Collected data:
******************************

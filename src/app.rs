use crate::cli::{Args, Command};
use crate::config::{self, Config, NamedSource};
use crate::diagnostics::TracingSink;
use crate::energy_source::EnergySource;
use crate::lcoe::{self, LcoeBreakdown, LcoeError};
use crate::presets;
use crate::ui_cli;
use crate::units;

/// 애플리케이션 실행 중 발생 가능한 오류를 표현한다.
#[derive(Debug)]
pub enum AppError {
    /// 입출력 오류
    Io(std::io::Error),
    /// 설정 저장/로드 오류
    Config(config::ConfigError),
    /// LCOE 계산 오류
    Lcoe(LcoeError),
    /// 설정과 프리셋 어디에도 없는 발전원 이름
    UnknownSource(String),
}

impl std::fmt::Display for AppError {
    fn fmt(&self, f: &mut std::fmt::Formatter<'_>) -> std::fmt::Result {
        match self {
            AppError::Io(e) => write!(f, "입출력 오류: {e}"),
            AppError::Config(e) => write!(f, "설정 오류: {e}"),
            AppError::Lcoe(e) => write!(f, "LCOE 계산 오류: {e}"),
            AppError::UnknownSource(name) => write!(f, "알 수 없는 발전원: {name}"),
        }
    }
}

impl std::error::Error for AppError {}

impl From<std::io::Error> for AppError {
    fn from(value: std::io::Error) -> Self {
        AppError::Io(value)
    }
}

impl From<config::ConfigError> for AppError {
    fn from(value: config::ConfigError) -> Self {
        AppError::Config(value)
    }
}

impl From<LcoeError> for AppError {
    fn from(value: LcoeError) -> Self {
        AppError::Lcoe(value)
    }
}

/// 명령줄 인자에 따라 설정을 읽고 명령을 실행한다.
pub fn run(args: Args) -> Result<(), AppError> {
    let mut cfg = config::load_or_default(&args.config)?;
    if let Some(discount_factor) = args.discount_factor {
        cfg.discount_factor = discount_factor;
    }
    if let Some(unit) = args.unit {
        cfg.report_unit = unit;
    }
    lcoe::validate_discount_factor(cfg.discount_factor)?;

    match args.command {
        Command::List => list_sources(&cfg),
        Command::Calc { names, breakdown } => {
            for named in resolve_sources(&cfg, &names)? {
                report(&cfg, &named, breakdown)?;
            }
        }
        Command::Custom(custom) => {
            let named = NamedSource {
                name: "custom".to_string(),
                source: EnergySource::from(&custom),
            };
            report(&cfg, &named, custom.breakdown)?;
        }
        Command::Interactive => {
            let named = ui_cli::prompt_named_source()?;
            report(&cfg, &named, true)?;
        }
    }
    Ok(())
}

/// 이름 목록을 발전원으로 바꾼다. 목록이 비어 있으면 설정의 모든 발전원을 쓴다.
pub fn resolve_sources(cfg: &Config, names: &[String]) -> Result<Vec<NamedSource>, AppError> {
    if names.is_empty() {
        return Ok(cfg.sources.clone());
    }
    names
        .iter()
        .map(|name| {
            cfg.find_source(name)
                .ok_or_else(|| AppError::UnknownSource(name.clone()))
        })
        .collect()
}

fn list_sources(cfg: &Config) {
    println!(
        "{:<16} {:<20} {:>10} {:>8} {:>10} {:>10} {:>6} {:>6}",
        "name", "label", "cost/GW", "CF", "O&M/GW/y", "O&M/TWh", "build", "run"
    );
    for named in &cfg.sources {
        let s = &named.source;
        println!(
            "{:<16} {:<20} {:>10.3} {:>8.4} {:>10.3} {:>10.3} {:>6} {:>6}",
            named.name,
            presets::display_label(&named.name),
            s.cost_per_gw,
            s.max_power_perc,
            s.o_and_m_per_gw_per_year,
            s.o_and_m_per_twh,
            s.years_to_launch,
            s.years_of_operation
        );
    }
}

/// 발전원 하나의 LCOE를 계산하고 결과를 출력한다.
fn report(cfg: &Config, named: &NamedSource, breakdown: bool) -> Result<LcoeBreakdown, AppError> {
    let mut sink = TracingSink::named(named.name.as_str());
    let result = lcoe::lcoe_breakdown(&named.source, cfg.discount_factor, &mut sink)?;
    let value = units::cost_per_unit(result.lcoe, cfg.report_unit);
    tracing::info!(
        source = %named.name,
        discount_factor = cfg.discount_factor,
        "LCOE = {value:.2} [{}/{}]",
        cfg.currency,
        cfg.report_unit
    );
    println!("{}", format_lcoe_line(&named.name, value, cfg));
    if breakdown {
        print_breakdown(&result);
    }
    Ok(result)
}

/// 결과 한 줄을 만든다. 예: `onshore-wind: 152.23 PLN/MWh`
pub fn format_lcoe_line(name: &str, value: f64, cfg: &Config) -> String {
    format!("{name}: {value:.2} {}/{}", cfg.currency, cfg.report_unit)
}

fn print_breakdown(result: &LcoeBreakdown) {
    let total = result.total_expense();
    let capital_share = if total > 0.0 {
        result.capital_expense / total * 100.0
    } else {
        0.0
    };
    println!("  할인 건설비:       {:.4} /GW ({capital_share:.1}%)", result.capital_expense);
    println!("  할인 운전유지비:   {:.4} /GW", result.o_and_m_expense);
    println!("  할인 비용 합계:    {total:.4} /GW");
    println!("  할인 발전량 합계:  {:.4} TWh/GW", result.energy);
}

******************************

Could you count the lines in the entries that hold the word "NamedSource"? Only the number is wanted.

4